The Democratic Party needs to refocus the message on issues that the vast majority of people need addressing. The incredible costs of health care, deteriorating public education, job security, environmental degradation, deteriorating labor standards, foreign trade policy, issues of war and peace--these are bread and butter issues that the progressive movement was built around.

Note I said "progressive movement" instead of "Democratic Party." The Democratic Party has been a vehicle of progressives in the 20th century, but make no mistake that the two are not the same thing.

It was people out in the streets who bled and died fighting their own companies for better working conditions (the Labor Movement). It was people who laid down their lives to ensure racial equality in America (the Civil Rights Movement), and it was people out there on the streets that brought an end to the Vietnam War (the Anti-War Movement). All of this was done by people in the streets, not the people sitting in office. All they did was play catch-up by passing laws after the fact.

The Democratic Party is growing far, far too corporate. It's doing so at the price of voters. It should be a no-brainer that Democratic leaders address HEAD-ON issues that affect ordinary working Americans, but for some reason, it has become political campaigns over marginal differences in "free trade" policy and what you should and should not do with your lives or in your bedroom.

It's not just the Democratic Party and its over-reliance on special interest money that's killing this Republic. It's the Republicans and their money-changers as well, and it's the corporate news media doing the bidding of the corporate overlords.

Dean played the wrong card and made a mistake. He decided to enter the arena that was framed by his opponents, and as a result, he came away looking like a man attacking people's religion the same way Republicans attack the ideas of liberals and homosexuals.

We all make mistakes, but the point I'm trying to make is that things have got to change before it's too late. If Dean wants to make a difference, then he ought to address issues that people in all states can understand no matter how conservative or liberal those states are, but this isn't a message I'd deliver just to Dean but to everyone who wants to represent the people.

The message to big business corrupting politics is this: Get out of politics. If you don't, then one day, the working folks of America will come and force you out.

If the Democratic Party wants to win again, it needs to stop playing the same game as the Republicans. It needs to listen to the voters, and for God's sake, it must address issues that affect the people's everyday lives. Their children's education, their medical bills, their jobs and the quality of those jobs--why is the message from the Democrats so weak on these issues? Why is it so muddled?

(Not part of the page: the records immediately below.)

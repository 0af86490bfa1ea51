//! Caption pipeline — orchestrates the full generation flow.
//!
//! Flow: model handle check → model-backed compose (§composer) or template
//! fallback (§fallback) → length classification per variant.
//!
//! Repeated calls with identical input are not required to be identical:
//! template and CTA selection are randomized by design.

use serde::Serialize;
use tracing::warn;

use crate::generation::catalog::{Platform, Tone};
use crate::generation::composer::compose_with_model;
use crate::generation::fallback::compose_fallback;
use crate::generation::length::{classify_caption_length, LengthReport};
use crate::model_client::TextGenerator;

/// Upper bound on caption variations per request.
pub const MAX_CAPTION_VARIANTS: u8 = 3;

// ────────────────────────────────────────────────────────────────────────────
// Data models
// ────────────────────────────────────────────────────────────────────────────

/// A single caption generation request. Transient — never persisted.
#[derive(Debug, Clone)]
pub struct GenerationRequest {
    pub keywords: String,
    pub platform: Platform,
    pub tone: Tone,
    pub include_cta: bool,
    /// Requested variations; clamped to 1..=MAX_CAPTION_VARIANTS.
    pub num_captions: u8,
}

/// One generated caption with its length report.
#[derive(Debug, Clone, Serialize)]
pub struct CaptionVariant {
    pub text: String,
    pub length: LengthReport,
}

/// The assembled output displayed to the user: captions plus the
/// independently produced hashtag and emoji suggestions.
#[derive(Debug, Clone, Serialize)]
pub struct GenerationResult {
    pub platform: Platform,
    pub captions: Vec<CaptionVariant>,
    pub hashtags: Vec<String>,
    pub emojis: Vec<String>,
}

// ────────────────────────────────────────────────────────────────────────────
// Pipeline
// ────────────────────────────────────────────────────────────────────────────

/// Generates one caption. Delegates to the model-backed composer when a
/// model is available; any model failure is logged and degrades to the
/// template fallback — never surfaced to the caller as an error.
pub async fn generate_caption(
    model: Option<&dyn TextGenerator>,
    keywords: &str,
    platform: Platform,
    tone: Tone,
    include_cta: bool,
) -> String {
    if let Some(model) = model {
        match compose_with_model(model, keywords, platform, tone, include_cta).await {
            Ok(caption) => return caption,
            Err(e) => warn!("model generation failed: {e} — using the template fallback"),
        }
    }
    compose_fallback(keywords, platform, tone, include_cta)
}

/// Generates 1–3 independent caption variations, each with its own length
/// report.
pub async fn generate_captions(
    model: Option<&dyn TextGenerator>,
    request: &GenerationRequest,
) -> Vec<CaptionVariant> {
    let count = request.num_captions.clamp(1, MAX_CAPTION_VARIANTS);
    let mut variants = Vec::with_capacity(count as usize);
    for _ in 0..count {
        let text = generate_caption(
            model,
            &request.keywords,
            request.platform,
            request.tone,
            request.include_cta,
        )
        .await;
        let length = classify_caption_length(&text, request.platform);
        variants.push(CaptionVariant { text, length });
    }
    variants
}
#![allow(dead_code)]

//! Caption length classification against platform limits.
//!
//! Display guidance only — a caption over the limit is reported, never
//! rejected.

use std::fmt;

use serde::Serialize;

use crate::generation::catalog::Platform;

/// Derived length classification for a caption on a platform.
#[derive(Debug, Clone, Copy, PartialEq, Eq, Serialize)]
#[serde(rename_all = "snake_case")]
pub enum LengthClass {
    /// At most 80% of the platform limit.
    Optimal,
    /// Within the platform limit.
    Good,
    /// Over the platform limit.
    TooLong,
}

impl LengthClass {
    pub fn as_str(&self) -> &'static str {
        match self {
            LengthClass::Optimal => "optimal",
            LengthClass::Good => "good",
            LengthClass::TooLong => "too_long",
        }
    }
}

/// Length report attached to every generated caption.
#[derive(Debug, Clone, Copy, Serialize)]
pub struct LengthReport {
    pub class: LengthClass,
    pub length: usize,
    pub limit: usize,
}

impl fmt::Display for LengthReport {
    fn fmt(&self, f: &mut fmt::Formatter<'_>) -> fmt::Result {
        let label = match self.class {
            LengthClass::Optimal => "Perfect length",
            LengthClass::Good => "Good length",
            LengthClass::TooLong => "Too long",
        };
        write!(f, "{} ({}/{} chars)", label, self.length, self.limit)
    }
}

/// Classifies a caption's character count against the platform limit.
pub fn classify_caption_length(caption: &str, platform: Platform) -> LengthReport {
    let length = caption.chars().count();
    let limit = platform.char_limit();
    let class = if length * 5 <= limit * 4 {
        LengthClass::Optimal
    } else if length <= limit {
        LengthClass::Good
    } else {
        LengthClass::TooLong
    };
    LengthReport {
        class,
        length,
        limit,
    }
}

#[cfg(test)]
mod tests {
    use super::*;

    #[test]
    fn test_100_chars_on_twitter_is_optimal() {
        let report = classify_caption_length(&"x".repeat(100), Platform::Twitter);
        assert_eq!(report.class, LengthClass::Optimal);
        assert_eq!(report.length, 100);
        assert_eq!(report.limit, 280);
    }

    #[test]
    fn test_250_chars_on_twitter_is_good() {
        let report = classify_caption_length(&"x".repeat(250), Platform::Twitter);
        assert_eq!(report.class, LengthClass::Good);
    }

    #[test]
    fn test_300_chars_on_twitter_is_too_long() {
        let report = classify_caption_length(&"x".repeat(300), Platform::Twitter);
        assert_eq!(report.class, LengthClass::TooLong);
    }

    #[test]
    fn test_exact_80_percent_boundary_is_optimal() {
        // 224 = 280 * 0.8 exactly
        let report = classify_caption_length(&"x".repeat(224), Platform::Twitter);
        assert_eq!(report.class, LengthClass::Optimal);
        let report = classify_caption_length(&"x".repeat(225), Platform::Twitter);
        assert_eq!(report.class, LengthClass::Good);
    }

    #[test]
    fn test_length_counts_chars_not_bytes() {
        let report = classify_caption_length("héllo", Platform::Twitter);
        assert_eq!(report.length, 5);
    }

    #[test]
    fn test_class_serializes_as_snake_case() {
        let json = serde_json::to_string(&LengthClass::TooLong).unwrap();
        assert_eq!(json, r#""too_long""#);
    }
}
pub(crate) const N_CELLS: usize = 81;
pub(crate) const N_DIGITS: usize = 9;

pub(crate) const COL_OFFSET: u8 = 9;
pub(crate) const BLOCK_OFFSET: u8 = 18;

Why not talk about universal health care? What, is it because it comes too close to socialism? So what!? Why not increase spending for public education? Why not increase money for Pell Grants, for instance? Why not talk about the stupidity of sending off your kids to die 10,000 miles away for a lie? Why not talk about the stupidity of supporting trade policies that allow corporations to pit desperate third world workers against workers here in a race to the bottom? (Oh wait, a good number of you voted for those trade policies to begin with. You hear that, John Kerry?)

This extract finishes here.